# Overhanging Drip Edge



## Columbus (Mar 19, 2011)

As you can see from the picture, whoever sided the home, prior to our occupancy, ran the J channel for the siding right under the roof deck along the gable ends of both sides of our home. One of the roofing contractors I have been talking with said the drip edge will be exposed along the rake. He did say I could paint it before it was installed but I am having a hard time visualizing what it is going to look like. Any ideas or thoughts on how to handle this or what is the best drip edge to use? Thanks for any ideas!


----------



## [email protected] (Nov 17, 2008)

*Drip edge installation*

Some information on drip edge installation at this link.

Drip Edge Installation

I think I have a picture somewhere. Need to find it.


----------



## seeyou (Dec 12, 2008)

It won't look much different. The vertical flange on the drip edge will cover the J channel.


----------



## kwikfishron (Mar 11, 2010)

That’s a bad detail. 

I’d have metal hanging “below” the J at least an inch or more.

Water can also get behind the siding where the siding terminates into the J and run down the wall.

This is one reason why roofs have overhangs to begin with, to protect just that.

Paint or don’t paint but protect that intersection.


----------



## MJW (Feb 7, 2006)

Just guessing from the pic and the name.... You're in Ohio, right?


----------



## Columbus (Mar 19, 2011)

Yes, central Ohio, so not the toughest climate on a roof I would think but figuring and hoping that this will be the last roof I put on the home I want to make sure I do it as correctly as possible. I appreciate all the information on the drip edge and some previous posts on the difference between a drip edge and a gutter apron. I will definitley protect that area "kwikfishron" and have printed out that link you sent [email protected] to study.

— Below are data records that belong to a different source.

use alloc::vec::Vec;

use crate::mission::{Mission, MissionDef};

/// Widest grid the `<letter><number>` addressing scheme can reach.
pub const MAX_COLUMNS: usize = 26;

pub const NUM_MISSIONS: usize = 5;

/// Built-in mission catalog. Grid cells hold target health: 0 is open water,
/// 1 a single-hit target, anything greater an armored target.
pub const MISSIONS: [MissionDef; NUM_MISSIONS] = [
    MissionDef::new(
        "Coastal Patrol",
        "A handful of scout boats probing the shoreline. Easy pickings.",
        &[
            &[0, 0, 0, 0, 0],
            &[0, 1, 0, 0, 0],
            &[0, 0, 0, 1, 0],
            &[1, 0, 0, 0, 0],
            &[0, 0, 1, 0, 0],
        ],
        12,
    ),
    MissionDef::new(
        "Convoy Ambush",
        "A supply convoy with two escort gunboats in heavy fog.",
        &[
            &[0, 0, 1, 0, 0, 0, 0],
            &[0, 0, 0, 0, 2, 0, 0],
            &[1, 0, 0, 0, 0, 0, 1],
            &[0, 0, 0, 1, 0, 0, 0],
            &[0, 2, 0, 0, 0, 0, 0],
            &[0, 0, 0, 0, 0, 1, 0],
        ],
        16,
    ),
    MissionDef::new(
        "Fortress Reef",
        "A fortified atoll. The command ship at its center takes three hits.",
        &[
            &[0, 0, 0, 0, 0, 0, 0],
            &[0, 2, 0, 0, 0, 1, 0],
            &[0, 0, 0, 3, 0, 0, 0],
            &[1, 0, 0, 0, 0, 0, 1],
            &[0, 0, 2, 0, 2, 0, 0],
            &[0, 0, 0, 0, 0, 0, 0],
            &[0, 1, 0, 0, 0, 0, 0],
        ],
        20,
    ),
    MissionDef::new(
        "Open Water Sweep",
        "Five raiders scattered across open sea. Ammunition is tight.",
        &[
            &[0, 0, 0, 0, 0, 0, 0, 0],
            &[0, 0, 0, 0, 0, 1, 0, 0],
            &[0, 0, 1, 0, 0, 0, 0, 0],
            &[0, 0, 0, 0, 0, 0, 0, 0],
            &[0, 0, 0, 0, 1, 0, 0, 0],
            &[0, 1, 0, 0, 0, 0, 0, 0],
            &[0, 0, 0, 0, 0, 0, 1, 0],
            &[0, 0, 0, 0, 0, 0, 0, 0],
        ],
        14,
    ),
    MissionDef::new(
        "Harbor Strike",
        "Ships moored along an uneven quay. Charts past the breakwater are blank.",
        &[
            &[0, 1, 0, 0],
            &[0, 0, 2, 0, 0, 1],
            &[1, 0, 0],
            &[0, 0, 0, 1, 0],
            &[0, 2, 0, 0, 0, 0],
        ],
        15,
    ),
];

/// Owned copy of the built-in catalog.
pub fn builtin_catalog() -> Vec<Mission> {
    MISSIONS.iter().map(Mission::from).collect()
}
#![cfg_attr(not(feature = "std"), no_std)]

extern crate alloc;
#[cfg(feature = "std")]
extern crate std;

mod common;
mod config;
mod game;
mod mission;
#[cfg(feature = "std")]
mod cli;
#[cfg(feature = "std")]
mod logging;

pub use common::*;
pub use config::*;
pub use game::*;
pub use mission::*;
#[cfg(feature = "std")]
pub use cli::*;
#[cfg(feature = "std")]
pub use logging::init_logging;
use rand::{rngs::SmallRng, Rng, SeedableRng};
use serde_json::json;
use strike::{GameEngine, ShotOutcome};

fn main() -> anyhow::Result<()> {
    let args: Vec<String> = std::env::args().collect();
    if args.len() != 2 {
        eprintln!("Usage: {} <seed>", args[0]);
        std::process::exit(1);
    }
    let seed: u64 = args[1].parse()?;

    let mut rng = SmallRng::seed_from_u64(seed);
    let mut engine = GameEngine::new(&mut rng);
    let mission_name = engine.mission().name().to_string();
    let allowance = engine.missiles_left();

    let mut shots = 0usize;
    while !engine.game_over() {
        let row = rng.random_range(1..=engine.interior_height());
        let col = rng.random_range(1..=engine.interior_width());
        let report = engine.fire(row, col).map_err(|e| anyhow::anyhow!(e))?;
        if report.outcome != ShotOutcome::Duplicate {
            shots += 1;
        }
    }

    let snapshot = engine.snapshot();
    let outcome = if snapshot.has_won { "won" } else { "lost" };
    let result = json!({
        "mission": mission_name,
        "allowance": allowance,
        "shots": shots,
        "outcome": outcome,
        "missiles_left": snapshot.missiles_left,
        "targets_left": snapshot.targets_left,
    });

    println!("{}", serde_json::to_string(&result)?);
    Ok(())
}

Thanks!


----------



## Roofmaster417 (Jun 9, 2010)

If it were my home I would for sure do something about the J exposure.Nothing good can come out of leaving it as it is IMO.

The siding crew obviously were alot to be desired but what about the inspector who didn't flag that on his inspection?

You can install an L flashing/apron that will lay flush against the J channel/siding.I think that L flashing/apron would be your best bet.My reasoning is if drip edge is selected the lip on the drip edge will extend past your shingles/starters.If drip edge is selected the entire rakeline will have to have shingles and starters removed as to accomodate the extension past the rakeline.

If a pro will be doing the work you can request a specific color of coil stock from samples.The metal can be broke without the need of painting.I have seen some drip edge that was painted and I was not impressed.The crew that painted the drip edge was frustrated with the fact I had them remove and dispose of the painted drip edge and break new metal from a selected color by the customer.

Your house but I would chose a factory color versus a painted drip edge.IMO it will look worse from season to season.


----------



## MJW (Feb 7, 2006)

We just did a house similar on the gables. It was built in the early 60's. Being we did the siding, soffit, fascia, windows, and roof.....we fixed those areas. Built an over hang, installed fascias, drip edge, and gutter apron properly. Now they have no chances of leaks on the gables.

This would be harder to achieve when doing the roof, siding, soffit/fascia at different times with different contractors.

With the lighter weather in Ohio, I wouldn't worry so much. A nice Edco steel edging will cover that J completely. 

What does the insulation look like?

What year is the home? I'm not familiar with the energy code in that area. Here, that eave would not suffice.


----------



## Columbus (Mar 19, 2011)

Thanks for everyone's input  "Roofmaster417" good idea about the apron flashing but I am having a hard time visualizing the drip edge issue. Can you explain further so I can relay to my contractor?

"MJW" the home was built in 1943. I think my insulation is okay. I have batts of R19 running lengthwise and then another set of R19 batts running widthwise.


----------



## Columbus (Mar 19, 2011)

I really would like to specify gutter apron on the eaves for this re-roof project but I am now wondering if my gutter spikes are going to become an issue? If you don't mind me dragging this thread out a little longer, what are your thoughts?


----------



## Roofmaster417 (Jun 9, 2010)

Columbus said:


> I really would like to specify gutter apron on the eaves for this re-roof project but I am now wondering if my gutter spikes are going to become an issue? If you don't mind me dragging this thread out a little longer, what are your thoughts?


The gutter spikes will be something you will have to live with.IMO

They make straps but they won't last long with the weight of ice and snow.They also have a bracket style but you will still have to deal with the apron being penetrated by the screw with the bracket.

IMO I think seamless gutters with spikes is the best combination for a guttering system.

Clean your gutters 1 time per season or 2 times if you have alot of overhanging trees.Make sure your down spouts stay clear too.


----------



## Columbus (Mar 19, 2011)

Thanks Roofmaster417 for your reply and help:thumbup: Earlier in the thread you spoke about using L flashing on the rake versus drip edge because of shingle/starter issue. While I like the idea of the L, I am having a hard time visualizing the drip edge issue to explain to my contractor. Would you mind elaborating further on your thoughts?


----------